Work request:
Copy out each line of the entries below in which the string "FieldPath" appears.

Stored data entries:
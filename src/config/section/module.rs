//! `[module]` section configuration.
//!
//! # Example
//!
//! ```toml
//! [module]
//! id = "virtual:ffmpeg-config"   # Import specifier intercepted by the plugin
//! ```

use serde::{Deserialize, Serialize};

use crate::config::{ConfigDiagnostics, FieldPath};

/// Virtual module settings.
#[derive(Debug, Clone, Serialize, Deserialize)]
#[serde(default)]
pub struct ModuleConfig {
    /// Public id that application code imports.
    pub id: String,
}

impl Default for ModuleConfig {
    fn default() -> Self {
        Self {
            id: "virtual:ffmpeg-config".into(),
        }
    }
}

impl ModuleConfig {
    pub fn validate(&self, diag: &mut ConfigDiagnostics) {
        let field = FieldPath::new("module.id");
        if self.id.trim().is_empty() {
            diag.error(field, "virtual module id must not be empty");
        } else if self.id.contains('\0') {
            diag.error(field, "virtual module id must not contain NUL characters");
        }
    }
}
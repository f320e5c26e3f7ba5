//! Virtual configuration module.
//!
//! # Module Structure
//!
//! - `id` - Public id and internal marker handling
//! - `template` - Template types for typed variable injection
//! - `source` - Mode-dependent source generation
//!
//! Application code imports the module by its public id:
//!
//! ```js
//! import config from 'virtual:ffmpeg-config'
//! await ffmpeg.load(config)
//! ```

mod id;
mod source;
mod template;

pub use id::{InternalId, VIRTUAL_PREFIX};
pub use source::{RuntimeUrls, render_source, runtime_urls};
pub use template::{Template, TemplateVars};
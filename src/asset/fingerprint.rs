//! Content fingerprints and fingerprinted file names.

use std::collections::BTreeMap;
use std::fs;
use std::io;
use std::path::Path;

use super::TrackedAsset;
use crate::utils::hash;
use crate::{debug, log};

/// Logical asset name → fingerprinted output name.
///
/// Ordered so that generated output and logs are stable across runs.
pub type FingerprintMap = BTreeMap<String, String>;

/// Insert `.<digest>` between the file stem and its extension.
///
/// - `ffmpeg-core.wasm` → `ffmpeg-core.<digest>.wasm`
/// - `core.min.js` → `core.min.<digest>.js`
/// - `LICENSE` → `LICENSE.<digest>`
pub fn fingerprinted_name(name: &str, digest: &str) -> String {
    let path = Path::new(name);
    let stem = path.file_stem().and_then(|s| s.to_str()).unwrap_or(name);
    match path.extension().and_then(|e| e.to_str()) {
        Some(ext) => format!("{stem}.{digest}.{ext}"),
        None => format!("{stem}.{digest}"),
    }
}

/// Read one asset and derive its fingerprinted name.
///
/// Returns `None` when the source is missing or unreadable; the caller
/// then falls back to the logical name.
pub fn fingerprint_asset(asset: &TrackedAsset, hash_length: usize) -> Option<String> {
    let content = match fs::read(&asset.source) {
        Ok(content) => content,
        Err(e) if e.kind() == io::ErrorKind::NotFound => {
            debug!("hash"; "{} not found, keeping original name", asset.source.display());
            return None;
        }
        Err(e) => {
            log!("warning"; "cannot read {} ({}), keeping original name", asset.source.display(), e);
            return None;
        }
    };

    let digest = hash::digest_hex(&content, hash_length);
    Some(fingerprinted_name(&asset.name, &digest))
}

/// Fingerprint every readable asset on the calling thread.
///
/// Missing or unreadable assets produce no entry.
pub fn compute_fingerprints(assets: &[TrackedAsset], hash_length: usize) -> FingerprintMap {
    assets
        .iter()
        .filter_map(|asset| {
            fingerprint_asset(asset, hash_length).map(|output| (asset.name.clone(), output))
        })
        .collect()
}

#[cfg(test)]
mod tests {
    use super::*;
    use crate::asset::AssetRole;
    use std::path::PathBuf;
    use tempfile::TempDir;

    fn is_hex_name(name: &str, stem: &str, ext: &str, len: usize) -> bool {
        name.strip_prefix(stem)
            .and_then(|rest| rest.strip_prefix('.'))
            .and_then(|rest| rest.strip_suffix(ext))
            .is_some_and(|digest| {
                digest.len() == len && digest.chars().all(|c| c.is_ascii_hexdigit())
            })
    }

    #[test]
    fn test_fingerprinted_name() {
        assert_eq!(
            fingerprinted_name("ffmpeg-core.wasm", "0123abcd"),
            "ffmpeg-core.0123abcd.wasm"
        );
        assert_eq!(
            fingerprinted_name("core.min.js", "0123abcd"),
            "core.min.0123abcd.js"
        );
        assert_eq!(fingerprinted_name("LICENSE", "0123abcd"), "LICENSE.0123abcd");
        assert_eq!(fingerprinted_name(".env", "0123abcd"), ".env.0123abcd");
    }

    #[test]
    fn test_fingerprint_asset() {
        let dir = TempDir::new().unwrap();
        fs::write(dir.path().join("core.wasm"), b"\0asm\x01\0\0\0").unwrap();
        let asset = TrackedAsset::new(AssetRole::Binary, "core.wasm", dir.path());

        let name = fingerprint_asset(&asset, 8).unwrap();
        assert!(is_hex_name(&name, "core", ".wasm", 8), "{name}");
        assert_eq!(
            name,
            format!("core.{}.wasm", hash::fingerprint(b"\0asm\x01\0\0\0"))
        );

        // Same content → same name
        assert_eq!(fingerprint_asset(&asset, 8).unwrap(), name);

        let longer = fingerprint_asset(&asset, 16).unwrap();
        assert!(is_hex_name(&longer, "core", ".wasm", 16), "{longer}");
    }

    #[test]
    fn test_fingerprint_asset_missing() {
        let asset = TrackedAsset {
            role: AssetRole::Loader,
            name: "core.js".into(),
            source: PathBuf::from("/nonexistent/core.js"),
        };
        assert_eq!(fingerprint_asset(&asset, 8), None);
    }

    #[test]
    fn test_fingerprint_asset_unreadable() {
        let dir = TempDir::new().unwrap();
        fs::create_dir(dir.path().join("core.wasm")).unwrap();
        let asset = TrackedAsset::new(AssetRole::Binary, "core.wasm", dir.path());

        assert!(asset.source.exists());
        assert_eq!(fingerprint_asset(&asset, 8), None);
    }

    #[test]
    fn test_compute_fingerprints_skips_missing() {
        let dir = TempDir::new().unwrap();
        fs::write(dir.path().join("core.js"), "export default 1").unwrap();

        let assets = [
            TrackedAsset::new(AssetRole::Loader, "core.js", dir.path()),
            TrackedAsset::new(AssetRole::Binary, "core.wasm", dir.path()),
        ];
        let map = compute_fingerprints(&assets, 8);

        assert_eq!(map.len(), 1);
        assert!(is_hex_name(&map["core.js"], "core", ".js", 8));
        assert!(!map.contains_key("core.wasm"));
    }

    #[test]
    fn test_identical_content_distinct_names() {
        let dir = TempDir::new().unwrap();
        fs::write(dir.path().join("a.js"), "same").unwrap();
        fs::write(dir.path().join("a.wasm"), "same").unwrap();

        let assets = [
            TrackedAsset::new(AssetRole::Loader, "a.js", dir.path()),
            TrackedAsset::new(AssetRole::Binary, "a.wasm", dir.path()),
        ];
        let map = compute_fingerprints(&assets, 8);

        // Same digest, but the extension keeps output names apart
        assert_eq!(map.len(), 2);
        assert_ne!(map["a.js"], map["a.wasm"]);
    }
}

Result for this exercise:
use crate::config::{ConfigDiagnostics, FieldPath};
        let field = FieldPath::new("module.id");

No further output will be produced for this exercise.